= Beginning of Section =

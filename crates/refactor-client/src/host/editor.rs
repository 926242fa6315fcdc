use anyhow::Result;
use lsp_types::{FormattingOptions, Url, WorkspaceEdit};
use serde_json::Value;

use crate::model::entities::{Document, PickItem};

/// Host command that starts an interactive rename at `[uri, position]`
pub const RENAME_SYMBOL_COMMAND: &str = "editor.action.rename";

/// The host editor as seen by the refactoring flows
#[async_trait::async_trait]
pub trait Editor: Send + Sync {
    /// Open a document; `None` when the host has no document for the URI
    async fn open_document(&self, uri: &Url) -> Result<Option<Document>>;

    /// Bring an opened document to the front
    async fn show_document(&self, document: &Document) -> Result<()>;

    /// Apply a workspace edit; `false` when the host rejected it
    async fn apply_edit(&self, edit: &WorkspaceEdit) -> Result<bool>;

    /// Persist an opened document to disk
    async fn save_document(&self, uri: &Url) -> Result<bool>;

    async fn show_error(&self, message: &str);

    async fn show_warning(&self, message: &str);

    /// Show a single-choice picker; `None` when the user dismissed it
    async fn show_quick_pick(&self, items: &[PickItem], placeholder: &str) -> Result<Option<usize>>;

    /// Run a named host command
    async fn execute_command(&self, command: &str, arguments: Vec<Value>) -> Result<Option<Value>>;

    /// Formatting options of the active editor; `None` when no editor is active
    fn formatting_options(&self) -> Option<FormattingOptions>;

    /// Workspace-relative path of a URI, if it lies inside the workspace
    fn as_relative_path(&self, uri: &Url) -> Option<String>;
}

= End of Section =

- INSTRUCTIONS TO FOLLOW
The answer must be every line of the listing that holds the word "Value".

- EXERCISE RESPONSE
use serde_json::Value;
    async fn execute_command(&self, command: &str, arguments: Vec<Value>) -> Result<Option<Value>>;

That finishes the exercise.